# What the task asks:
Every line of the listing is to be printed again exactly.

# Input records:
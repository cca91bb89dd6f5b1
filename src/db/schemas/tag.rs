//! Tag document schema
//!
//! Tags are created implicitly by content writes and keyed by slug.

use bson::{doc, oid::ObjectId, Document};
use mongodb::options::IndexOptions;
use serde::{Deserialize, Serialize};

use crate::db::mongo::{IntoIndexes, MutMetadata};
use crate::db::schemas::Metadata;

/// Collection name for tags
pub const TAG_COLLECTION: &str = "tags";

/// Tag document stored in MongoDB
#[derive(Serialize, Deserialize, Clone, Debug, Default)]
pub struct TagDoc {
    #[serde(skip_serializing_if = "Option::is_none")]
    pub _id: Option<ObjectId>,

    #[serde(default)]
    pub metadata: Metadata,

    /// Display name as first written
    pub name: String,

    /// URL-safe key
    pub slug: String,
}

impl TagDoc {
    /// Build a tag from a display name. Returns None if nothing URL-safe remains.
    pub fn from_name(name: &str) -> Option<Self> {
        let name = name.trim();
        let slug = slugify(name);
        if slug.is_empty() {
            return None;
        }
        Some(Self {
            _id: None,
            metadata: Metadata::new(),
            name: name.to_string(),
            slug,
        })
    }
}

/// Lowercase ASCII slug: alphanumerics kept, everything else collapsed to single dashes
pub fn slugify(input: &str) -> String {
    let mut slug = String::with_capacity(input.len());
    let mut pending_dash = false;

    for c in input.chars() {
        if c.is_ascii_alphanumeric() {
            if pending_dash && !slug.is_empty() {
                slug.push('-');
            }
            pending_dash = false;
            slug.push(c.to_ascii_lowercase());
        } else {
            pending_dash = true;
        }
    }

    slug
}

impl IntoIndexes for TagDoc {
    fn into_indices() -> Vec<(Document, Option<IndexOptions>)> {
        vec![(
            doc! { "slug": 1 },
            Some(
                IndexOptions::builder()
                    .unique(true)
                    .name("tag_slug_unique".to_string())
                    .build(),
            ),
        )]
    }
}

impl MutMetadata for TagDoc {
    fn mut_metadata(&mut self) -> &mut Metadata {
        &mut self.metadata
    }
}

# Answer section:
repository cca91bb89dd6f5b1
filename src/db/schemas/tag.rs
//! Tag document schema
//!
//! Tags are created implicitly by content writes and keyed by slug.

use bson::{doc, oid::ObjectId, Document};
use mongodb::options::IndexOptions;
use serde::{Deserialize, Serialize};

use crate::db::mongo::{IntoIndexes, MutMetadata};
use crate::db::schemas::Metadata;

/// Collection name for tags
pub const TAG_COLLECTION: &str = "tags";

/// Tag document stored in MongoDB
#[derive(Serialize, Deserialize, Clone, Debug, Default)]
pub struct TagDoc {
    #[serde(skip_serializing_if = "Option::is_none")]
    pub _id: Option<ObjectId>,

    #[serde(default)]
    pub metadata: Metadata,

    /// Display name as first written
    pub name: String,

    /// URL-safe key
    pub slug: String,
}

impl TagDoc {
    /// Build a tag from a display name. Returns None if nothing URL-safe remains.
    pub fn from_name(name: &str) -> Option<Self> {
        let name = name.trim();
        let slug = slugify(name);
        if slug.is_empty() {
            return None;
        }
        Some(Self {
            _id: None,
            metadata: Metadata::new(),
            name: name.to_string(),
            slug,
        })
    }
}

/// Lowercase ASCII slug: alphanumerics kept, everything else collapsed to single dashes
pub fn slugify(input: &str) -> String {
    let mut slug = String::with_capacity(input.len());
    let mut pending_dash = false;

    for c in input.chars() {
        if c.is_ascii_alphanumeric() {
            if pending_dash && !slug.is_empty() {
                slug.push('-');
            }
            pending_dash = false;
            slug.push(c.to_ascii_lowercase());
        } else {
            pending_dash = true;
        }
    }

    slug
}

impl IntoIndexes for TagDoc {
    fn into_indices() -> Vec<(Document, Option<IndexOptions>)> {
        vec![(
            doc! { "slug": 1 },
            Some(
                IndexOptions::builder()
                    .unique(true)
                    .name("tag_slug_unique".to_string())
                    .build(),
            ),
        )]
    }
}

impl MutMetadata for TagDoc {
    fn mut_metadata(&mut self) -> &mut Metadata {
        &mut self.metadata
    }
}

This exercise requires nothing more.